_WORK ITEM_
Scan the records below and say how many lines include the word "IncompatibleCloseDegree", giving no other text.

(Records drawn from a dataset)

....

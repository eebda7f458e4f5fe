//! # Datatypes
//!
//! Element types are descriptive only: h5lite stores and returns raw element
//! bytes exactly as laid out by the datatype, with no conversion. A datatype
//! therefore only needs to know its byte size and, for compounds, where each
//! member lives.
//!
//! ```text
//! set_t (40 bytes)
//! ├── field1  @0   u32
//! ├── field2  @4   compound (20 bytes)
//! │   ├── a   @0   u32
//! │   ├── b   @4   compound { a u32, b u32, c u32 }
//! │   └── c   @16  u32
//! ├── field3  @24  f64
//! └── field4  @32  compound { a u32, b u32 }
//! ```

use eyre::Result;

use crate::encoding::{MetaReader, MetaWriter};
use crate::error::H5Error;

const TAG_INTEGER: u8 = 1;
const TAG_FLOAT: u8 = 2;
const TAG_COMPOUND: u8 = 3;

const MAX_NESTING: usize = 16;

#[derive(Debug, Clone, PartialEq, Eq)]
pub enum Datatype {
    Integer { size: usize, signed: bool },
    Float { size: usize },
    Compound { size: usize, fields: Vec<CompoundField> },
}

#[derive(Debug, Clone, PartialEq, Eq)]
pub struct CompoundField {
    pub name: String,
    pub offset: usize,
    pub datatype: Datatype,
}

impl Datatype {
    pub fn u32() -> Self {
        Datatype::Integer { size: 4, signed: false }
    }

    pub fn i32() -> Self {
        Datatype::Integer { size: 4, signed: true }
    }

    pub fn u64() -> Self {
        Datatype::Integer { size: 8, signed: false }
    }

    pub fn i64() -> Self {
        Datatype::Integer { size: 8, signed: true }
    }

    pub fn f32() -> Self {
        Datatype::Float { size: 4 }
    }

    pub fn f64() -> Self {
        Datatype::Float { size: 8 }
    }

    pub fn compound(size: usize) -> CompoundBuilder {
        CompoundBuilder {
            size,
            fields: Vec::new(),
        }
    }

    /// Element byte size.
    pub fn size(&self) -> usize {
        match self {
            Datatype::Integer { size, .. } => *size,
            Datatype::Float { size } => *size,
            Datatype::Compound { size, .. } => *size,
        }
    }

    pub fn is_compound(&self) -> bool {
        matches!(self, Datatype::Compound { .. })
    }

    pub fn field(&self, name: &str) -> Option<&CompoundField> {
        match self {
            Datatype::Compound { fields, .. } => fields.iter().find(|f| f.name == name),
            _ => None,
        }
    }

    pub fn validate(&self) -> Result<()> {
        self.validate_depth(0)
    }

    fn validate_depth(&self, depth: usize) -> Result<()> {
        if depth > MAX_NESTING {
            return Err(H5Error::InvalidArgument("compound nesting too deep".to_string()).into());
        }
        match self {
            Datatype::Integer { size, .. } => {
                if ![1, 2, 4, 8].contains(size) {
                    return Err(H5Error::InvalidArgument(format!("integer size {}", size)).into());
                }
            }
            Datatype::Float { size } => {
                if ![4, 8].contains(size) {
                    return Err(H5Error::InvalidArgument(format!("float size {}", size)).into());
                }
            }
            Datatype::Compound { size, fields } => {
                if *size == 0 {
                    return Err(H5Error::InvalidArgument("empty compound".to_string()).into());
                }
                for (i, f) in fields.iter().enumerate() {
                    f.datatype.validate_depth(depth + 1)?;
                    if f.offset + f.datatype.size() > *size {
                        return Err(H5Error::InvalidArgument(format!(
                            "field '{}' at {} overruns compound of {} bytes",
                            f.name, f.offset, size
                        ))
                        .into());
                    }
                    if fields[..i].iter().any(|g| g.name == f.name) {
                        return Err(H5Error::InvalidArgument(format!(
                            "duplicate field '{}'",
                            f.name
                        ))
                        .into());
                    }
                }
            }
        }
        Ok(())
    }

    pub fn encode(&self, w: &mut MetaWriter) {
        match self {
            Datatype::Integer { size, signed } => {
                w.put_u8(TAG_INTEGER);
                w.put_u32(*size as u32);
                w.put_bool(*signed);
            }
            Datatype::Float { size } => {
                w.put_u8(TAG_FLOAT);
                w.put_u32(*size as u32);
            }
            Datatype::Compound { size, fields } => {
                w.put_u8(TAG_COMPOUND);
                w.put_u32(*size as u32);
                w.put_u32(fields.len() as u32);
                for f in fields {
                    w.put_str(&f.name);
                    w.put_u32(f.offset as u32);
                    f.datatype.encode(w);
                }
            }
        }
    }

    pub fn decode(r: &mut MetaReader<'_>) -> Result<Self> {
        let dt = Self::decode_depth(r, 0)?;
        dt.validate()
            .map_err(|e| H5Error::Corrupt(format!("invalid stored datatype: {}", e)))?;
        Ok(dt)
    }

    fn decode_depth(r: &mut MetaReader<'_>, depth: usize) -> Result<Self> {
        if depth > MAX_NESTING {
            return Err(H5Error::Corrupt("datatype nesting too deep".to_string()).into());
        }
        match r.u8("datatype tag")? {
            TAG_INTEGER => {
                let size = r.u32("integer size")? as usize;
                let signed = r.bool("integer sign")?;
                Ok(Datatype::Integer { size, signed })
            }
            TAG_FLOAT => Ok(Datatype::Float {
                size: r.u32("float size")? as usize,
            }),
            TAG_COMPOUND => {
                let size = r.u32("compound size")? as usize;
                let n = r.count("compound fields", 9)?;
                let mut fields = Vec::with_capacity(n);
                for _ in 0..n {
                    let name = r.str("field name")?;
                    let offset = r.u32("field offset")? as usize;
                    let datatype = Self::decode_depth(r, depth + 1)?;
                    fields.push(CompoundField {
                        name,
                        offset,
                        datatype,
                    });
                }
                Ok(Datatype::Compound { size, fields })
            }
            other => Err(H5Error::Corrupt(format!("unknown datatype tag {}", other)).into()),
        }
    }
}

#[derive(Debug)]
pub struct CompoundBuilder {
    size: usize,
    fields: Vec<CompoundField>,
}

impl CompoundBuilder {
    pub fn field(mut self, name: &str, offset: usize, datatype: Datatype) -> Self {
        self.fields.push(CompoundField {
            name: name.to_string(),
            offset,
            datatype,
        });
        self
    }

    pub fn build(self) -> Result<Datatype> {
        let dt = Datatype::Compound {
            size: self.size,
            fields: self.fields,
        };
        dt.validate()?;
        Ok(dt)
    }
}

....

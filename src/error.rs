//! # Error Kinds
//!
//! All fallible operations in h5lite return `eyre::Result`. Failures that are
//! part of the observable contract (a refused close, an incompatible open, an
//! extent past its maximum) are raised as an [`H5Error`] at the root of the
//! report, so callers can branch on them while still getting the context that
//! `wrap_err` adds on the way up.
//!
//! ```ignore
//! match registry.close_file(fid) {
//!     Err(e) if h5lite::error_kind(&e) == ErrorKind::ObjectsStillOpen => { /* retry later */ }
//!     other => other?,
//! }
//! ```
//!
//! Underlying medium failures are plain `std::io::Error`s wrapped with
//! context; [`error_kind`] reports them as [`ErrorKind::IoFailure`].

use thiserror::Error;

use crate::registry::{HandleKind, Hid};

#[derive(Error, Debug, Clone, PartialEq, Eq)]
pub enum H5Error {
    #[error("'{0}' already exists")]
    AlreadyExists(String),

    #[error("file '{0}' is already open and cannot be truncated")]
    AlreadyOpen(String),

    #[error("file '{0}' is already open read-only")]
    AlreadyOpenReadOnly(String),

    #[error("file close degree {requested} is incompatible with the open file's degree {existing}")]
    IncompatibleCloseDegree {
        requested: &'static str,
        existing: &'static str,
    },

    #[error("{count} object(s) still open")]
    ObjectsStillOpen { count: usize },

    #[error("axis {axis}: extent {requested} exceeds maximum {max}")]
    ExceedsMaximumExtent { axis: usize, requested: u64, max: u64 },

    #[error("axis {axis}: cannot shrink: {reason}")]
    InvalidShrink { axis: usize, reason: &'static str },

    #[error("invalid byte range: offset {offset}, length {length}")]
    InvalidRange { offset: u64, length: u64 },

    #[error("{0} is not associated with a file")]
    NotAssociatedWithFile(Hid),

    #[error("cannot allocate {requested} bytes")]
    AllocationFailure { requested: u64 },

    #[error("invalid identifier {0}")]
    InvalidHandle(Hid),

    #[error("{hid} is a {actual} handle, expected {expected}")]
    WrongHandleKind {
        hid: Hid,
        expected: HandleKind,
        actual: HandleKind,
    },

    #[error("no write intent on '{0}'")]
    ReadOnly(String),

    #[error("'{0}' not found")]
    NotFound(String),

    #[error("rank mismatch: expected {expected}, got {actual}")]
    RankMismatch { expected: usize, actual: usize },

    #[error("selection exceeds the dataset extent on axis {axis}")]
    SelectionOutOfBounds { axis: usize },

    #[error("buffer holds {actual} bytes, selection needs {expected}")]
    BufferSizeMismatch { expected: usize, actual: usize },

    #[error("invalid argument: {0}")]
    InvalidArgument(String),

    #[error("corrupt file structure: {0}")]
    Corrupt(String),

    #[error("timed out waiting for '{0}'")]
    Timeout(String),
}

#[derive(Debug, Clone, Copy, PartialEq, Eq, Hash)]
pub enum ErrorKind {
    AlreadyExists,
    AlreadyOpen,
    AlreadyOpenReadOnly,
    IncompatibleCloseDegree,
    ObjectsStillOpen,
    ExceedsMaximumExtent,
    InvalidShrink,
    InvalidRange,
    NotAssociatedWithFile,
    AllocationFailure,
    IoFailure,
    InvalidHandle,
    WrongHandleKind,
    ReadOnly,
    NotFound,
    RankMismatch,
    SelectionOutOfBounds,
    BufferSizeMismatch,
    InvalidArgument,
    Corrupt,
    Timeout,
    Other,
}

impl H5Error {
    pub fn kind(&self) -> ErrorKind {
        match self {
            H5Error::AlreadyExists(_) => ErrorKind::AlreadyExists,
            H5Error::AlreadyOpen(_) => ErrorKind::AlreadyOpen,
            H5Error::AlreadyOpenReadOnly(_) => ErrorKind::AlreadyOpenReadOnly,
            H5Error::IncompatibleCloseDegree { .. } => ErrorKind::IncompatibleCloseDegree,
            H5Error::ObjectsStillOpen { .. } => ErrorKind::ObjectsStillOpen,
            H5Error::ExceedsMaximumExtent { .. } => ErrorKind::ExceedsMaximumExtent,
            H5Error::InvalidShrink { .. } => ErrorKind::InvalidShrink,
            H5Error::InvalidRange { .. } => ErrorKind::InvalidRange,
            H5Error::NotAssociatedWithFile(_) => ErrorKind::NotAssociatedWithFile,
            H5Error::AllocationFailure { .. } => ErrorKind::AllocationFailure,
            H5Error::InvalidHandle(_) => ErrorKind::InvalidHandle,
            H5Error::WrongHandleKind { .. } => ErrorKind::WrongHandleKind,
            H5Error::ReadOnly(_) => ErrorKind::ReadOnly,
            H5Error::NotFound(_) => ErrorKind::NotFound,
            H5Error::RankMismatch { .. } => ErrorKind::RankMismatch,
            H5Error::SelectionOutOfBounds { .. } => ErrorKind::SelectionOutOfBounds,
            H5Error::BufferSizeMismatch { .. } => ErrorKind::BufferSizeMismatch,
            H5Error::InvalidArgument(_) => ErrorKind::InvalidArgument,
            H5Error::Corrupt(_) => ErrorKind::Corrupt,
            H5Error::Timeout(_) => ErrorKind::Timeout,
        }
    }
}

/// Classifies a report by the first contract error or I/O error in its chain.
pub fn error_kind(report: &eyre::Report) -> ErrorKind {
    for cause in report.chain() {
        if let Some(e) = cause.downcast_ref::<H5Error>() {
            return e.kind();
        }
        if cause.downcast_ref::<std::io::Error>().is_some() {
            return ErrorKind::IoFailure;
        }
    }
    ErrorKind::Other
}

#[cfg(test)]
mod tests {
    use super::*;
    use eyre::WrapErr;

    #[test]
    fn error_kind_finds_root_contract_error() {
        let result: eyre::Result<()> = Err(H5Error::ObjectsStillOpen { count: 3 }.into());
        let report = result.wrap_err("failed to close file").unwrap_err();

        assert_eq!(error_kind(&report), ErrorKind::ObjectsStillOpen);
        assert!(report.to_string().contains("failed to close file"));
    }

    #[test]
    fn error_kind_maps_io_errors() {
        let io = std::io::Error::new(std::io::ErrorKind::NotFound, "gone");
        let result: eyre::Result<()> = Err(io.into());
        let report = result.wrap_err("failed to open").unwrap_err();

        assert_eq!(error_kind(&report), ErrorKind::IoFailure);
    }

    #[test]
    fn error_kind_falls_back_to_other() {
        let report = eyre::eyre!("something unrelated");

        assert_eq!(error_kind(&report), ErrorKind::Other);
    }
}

....

_ANSWER TO THIS PROBLEM_
3